There are no fiberglass burrs or rough edges, even on the interiors. Everglades bills the 243 as a fishing boat that a family would love, but that may be stretching it a bit. The 19-inch gunwales are too low to have a small child on board, and the only seating besides the helm seat and front cooler seat are two flip-up seats
at the transom. There’s no way you’d allow a small child back there. But hats off to the designers for these seats, since they allow the transom to be used as a rear casting platform.

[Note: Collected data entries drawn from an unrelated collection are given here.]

impl ScriptedEngine {
    pub fn new(log: EventLog, replies: Vec<Vec<Spot>>) -> Self {
        Self {
            shared: Arc::new(EngineShared {
                replies: Mutex::new(replies.into()),
                ..EngineShared::default()
            }),
            log,
        }
    }

    /// Sessions refuse to duplicate
    pub fn failing_duplicate(log: EventLog, replies: Vec<Vec<Spot>>) -> Self {
        Self {
            shared: Arc::new(EngineShared {
                replies: Mutex::new(replies.into()),
                fail_duplicate: true,
                ..EngineShared::default()
            }),
            log,
        }
    }

    /// These process calls (counted from zero across sessions) report their
    /// scripted results, then fail
    pub fn failing_process(self, calls: &[usize]) -> Self {
        self.shared.failing_calls.lock().unwrap().extend_from_slice(calls);
        self
    }

    pub fn session_options(&self, session: usize) -> SessionOptions {
        self.shared.sessions.lock().unwrap()[session]
    }

    pub fn session_count(&self) -> usize {
        self.shared.sessions.lock().unwrap().len()
    }

    fn new_session(&self) -> ScriptedSession {
        let id = self.shared.next_session.fetch_add(1, Ordering::SeqCst);
        self.shared
            .sessions
            .lock()
            .unwrap()
            .push(SessionOptions::default());
        ScriptedSession {
            id,
            engine: self.clone(),
            handler: None,
            processed: 0,
        }
    }
}

impl DetectionEngine for ScriptedEngine {
    fn load(&self, _model_path: &Path) -> std::result::Result<Box<dyn EngineSession>, EngineError> {
        Ok(Box::new(self.new_session()))
    }
}

struct ScriptedSession {
    id: usize,
    engine: ScriptedEngine,
    handler: Option<ResultHandler>,
    processed: u64,
}

impl ScriptedSession {
    fn update(&self, f: impl FnOnce(&mut SessionOptions)) {
        f(&mut self.engine.shared.sessions.lock().unwrap()[self.id]);
    }
}

impl EngineSession for ScriptedSession {
    fn require_task(&mut self, _task: Task) -> std::result::Result<(), EngineError> {
        self.engine.log.push(Event::RequireTask { session: self.id });
        self.update(|o| o.task_required = true);
        Ok(())
    }

    fn set_auto_flush(&mut self, enabled: bool) -> std::result::Result<(), EngineError> {
        self.engine.log.push(Event::AutoFlush {
            session: self.id,
            enabled,
        });
        self.update(|o| o.auto_flush = Some(enabled));
        Ok(())
    }

    fn set_result_handler(&mut self, handler: ResultHandler) -> std::result::Result<(), EngineError> {
        self.engine.log.push(Event::Handler { session: self.id });
        self.update(|o| o.handler_bound = true);
        self.handler = Some(handler);
        Ok(())
    }

    fn process(&mut self, pcm: &[u8]) -> std::result::Result<(), EngineError> {
        let frames = pcm.len() / 2;
        self.engine.log.push(Event::Process {
            session: self.id,
            frames,
        });

        let begin = self.processed;
        self.processed += frames as u64;
        let reply = self
            .engine
            .shared
            .replies
            .lock()
            .unwrap()
            .pop_front()
            .unwrap_or_default();

        let handler = self
            .handler
            .as_mut()
            .ok_or_else(|| EngineError::Process("no handler bound".to_string()))?;
        for spot in reply {
            let (begin_sample, end_sample) = spot.span.unwrap_or((begin, self.processed));
            handler(SpotResult {
                text: spot.text,
                begin_sample,
                end_sample,
            });
        }

        let call = self.engine.shared.calls.fetch_add(1, Ordering::SeqCst);
        if self.engine.shared.failing_calls.lock().unwrap().contains(&call) {
            return Err(EngineError::Process("scripted failure".to_string()));
        }
        Ok(())
    }

    fn duplicate(&self) -> std::result::Result<Box<dyn EngineSession>, EngineError> {
        if self.engine.shared.fail_duplicate {
            return Err(EngineError::Duplicate("scripted failure".to_string()));
        }
        let copy = self.engine.new_session();
        // The model-level task carries over; runtime options do not
        copy.update(|o| o.task_required = true);
        self.engine.log.push(Event::Duplicate {
            from: self.id,
            to: copy.id,
        });
        Ok(Box::new(copy))
    }
}

/// Playback call, in order
#[derive(Debug, Clone, PartialEq, Eq)]
pub enum PlaybackCall {
    Start,
    Send(Vec<u8>),
    Stop,
}

/// Playback sink that records calls
#[derive(Debug, Clone, Default)]
pub struct RecordingPlayback {
    calls: Arc<Mutex<Vec<PlaybackCall>>>,
    /// Play time each sent frame adds to the queue
    backlog: Duration,
    drained_at: Arc<Mutex<Option<Instant>>>,
}

impl RecordingPlayback {
    /// Every sent frame keeps audio queued for this long
    pub fn with_backlog(backlog: Duration) -> Self {
        Self {
            backlog,
            ..Self::default()
        }
    }

    pub fn calls(&self) -> Vec<PlaybackCall> {
        self.calls.lock().unwrap().clone()
    }

    pub fn sent(&self) -> Vec<Vec<u8>> {
        self.calls()
            .into_iter()
            .filter_map(|c| match c {
                PlaybackCall::Send(audio) => Some(audio),
                _ => None,
            })
            .collect()
    }
}

impl PlaybackSink for RecordingPlayback {
    fn start(&mut self) -> Result<()> {
        self.calls.lock().unwrap().push(PlaybackCall::Start);
        Ok(())
    }

    fn send(&mut self, audio: Vec<u8>) -> Result<()> {
        self.calls.lock().unwrap().push(PlaybackCall::Send(audio));
        *self.drained_at.lock().unwrap() = Some(Instant::now() + self.backlog);
        Ok(())
    }

    fn stop(&mut self) -> Result<()> {
        self.calls.lock().unwrap().push(PlaybackCall::Stop);
        *self.drained_at.lock().unwrap() = None;
        Ok(())
    }

    fn buffered(&self) -> Duration {
        self.drained_at
            .lock()
            .unwrap()
            .map_or(Duration::ZERO, |at| at.saturating_duration_since(Instant::now()))
    }
}

/// Notifier that records states
#[derive(Debug, Clone, Default)]
pub struct RecordingNotifier {
    states: Arc<Mutex<Vec<InteractionState>>>,
}

impl RecordingNotifier {
    pub fn states(&self) -> Vec<InteractionState> {
        self.states.lock().unwrap().clone()
    }

    pub fn count(&self, state: InteractionState) -> usize {
        self.states
            .lock()
            .unwrap()
            .iter()
            .filter(|s| **s == state)
            .count()
    }
}

impl StateNotifier for RecordingNotifier {
    fn notify(&self, state: InteractionState) {
        self.states.lock().unwrap().push(state);
    }
}

/// Scripted behaviour of the service for one turn
#[derive(Debug, Clone)]
pub struct TurnScript {
    /// Sent once this many audio frames have arrived
    pub wait_for_audio: usize,
    pub responses: Vec<DialogResponse>,
    /// `Err` makes the stream finish with a transport failure
    pub status: std::result::Result<(), String>,
}

impl TurnScript {
    pub fn respond(responses: Vec<DialogResponse>) -> Self {
        Self {
            wait_for_audio: 0,
            responses,
            status: Ok(()),
        }
    }

    pub fn after_audio(mut self, frames: usize) -> Self {
        self.wait_for_audio = frames;
        self
    }

    pub fn failing(mut self, detail: &str) -> Self {
        self.status = Err(detail.to_string());
        self
    }
}

/// In-memory dialog service; one script per opened stream
#[derive(Clone, Default)]
pub struct ScriptedTransport {
    turns: Arc<Mutex<VecDeque<TurnScript>>>,
    requests: Arc<Mutex<Vec<Vec<DialogRequest>>>>,
}

impl ScriptedTransport {
    pub fn new(turns: Vec<TurnScript>) -> Self {
        Self {
            turns: Arc::new(Mutex::new(turns.into())),
            requests: Arc::default(),
        }
    }

    /// Requests received, per turn
    pub fn requests(&self) -> Vec<Vec<DialogRequest>> {
        self.requests.lock().unwrap().clone()
    }

    pub fn turns_opened(&self) -> usize {
        self.requests.lock().unwrap().len()
    }

    /// Conversation state carried in a turn's config message
    pub fn carried_state(&self, turn: usize) -> Option<ConversationState> {
        match self.requests()[turn].first() {
            Some(DialogRequest::Config(config)) => config.conversation_state.clone(),
            other => panic!("turn {turn} did not start with a config: {other:?}"),
        }
    }

    /// Audio payloads sent in a turn
    pub fn audio(&self, turn: usize) -> Vec<Vec<u8>> {
        self.requests()[turn]
            .iter()
            .filter_map(|r| match r {
                DialogRequest::AudioIn { audio } => Some(audio.clone()),
                DialogRequest::Config(_) => None,
            })
            .collect()
    }
}

#[async_trait]
impl DialogTransport for ScriptedTransport {
    async fn open(&self) -> Result<DialogStream> {
        let script = self
            .turns
            .lock()
            .unwrap()
            .pop_front()
            .ok_or_else(|| Error::Transport("service unavailable".to_string()))?;

        let turn = {
            let mut requests = self.requests.lock().unwrap();
            requests.push(Vec::new());
            requests.len() - 1
        };

        let (request_tx, mut request_rx) = mpsc::channel(64);
        let (response_tx, response_rx) = mpsc::channel(64);
        let log = Arc::clone(&self.requests);

        let driver = tokio::spawn(async move {
            let mut response_tx = Some(response_tx);
            let mut pending = Some(script.responses);
            let mut audio = 0;

            if script.wait_for_audio == 0 {
                deliver(&mut response_tx, &mut pending).await;
            }
            while let Some(request) = request_rx.recv().await {
                if matches!(request, DialogRequest::AudioIn { .. }) {
                    audio += 1;
                }
                log.lock().unwrap()[turn].push(request);
                if audio >= script.wait_for_audio {
                    deliver(&mut response_tx, &mut pending).await;
                }
            }
            deliver(&mut response_tx, &mut pending).await;

            script.status.map_err(Error::Transport)
        });

        Ok(DialogStream::new(request_tx, response_rx, driver))
    }
}

/// Send the scripted responses, then close the response stream
async fn deliver(
    tx: &mut Option<mpsc::Sender<DialogResponse>>,
    pending: &mut Option<Vec<DialogResponse>>,
) {
    if let (Some(tx), Some(responses)) = (tx.take(), pending.take()) {
        for response in responses {
            let _ = tx.send(response).await;
        }
    }
}

/// Response with only an event type
pub fn end_of_utterance() -> DialogResponse {
    DialogResponse {
        event_type: Some(EventType::EndOfUtterance),
        ..DialogResponse::default()
    }
}

/// Response with only a microphone mode
pub fn microphone(mode: MicrophoneMode) -> DialogResponse {
    DialogResponse {
        microphone_mode: Some(mode),
        ..DialogResponse::default()
    }
}

/// Response with only a conversation state token
pub fn conversation_state(token: &str) -> DialogResponse {
    DialogResponse {
        conversation_state: Some(ConversationState::from(token)),
        ..DialogResponse::default()
    }
}

/// Response with only audio
pub fn audio_out(bytes: &[u8]) -> DialogResponse {
    DialogResponse {
        audio_out: Some(bytes.to_vec()),
        ..DialogResponse::default()
    }
}

/// Poll `cond` until it holds, panicking after five seconds
pub async fn wait_until(mut cond: impl FnMut() -> bool) {
    tokio::time::timeout(Duration::from_secs(5), async {
        while !cond() {
            tokio::time::sleep(Duration::from_millis(5)).await;
        }
    })
    .await
    .expect("condition not reached in time");
}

Fishing is what this boat is all about, really, and how it should be marketed. The bow area offers a good casting platform, with a 75-gallon in-floor fish box with macerator pump. Low, powder-coated bowrails offer an element of safety, but you could also use them as toerails if you want to stand on the gunwales and cast. The large livewell aft has a green-tinted Plexiglas lid so you can see baitfish without having to lift the lid every time. There are lots of nice little touches.

Fishing amenities abound. But in the end, it all comes down to the ride. You've been on earlier bay boats before, and some ran a little wetter than you’d like. By rights, you both should’ve been dripping wet — especially with you at the helm. But there’s very little spray on the windshield.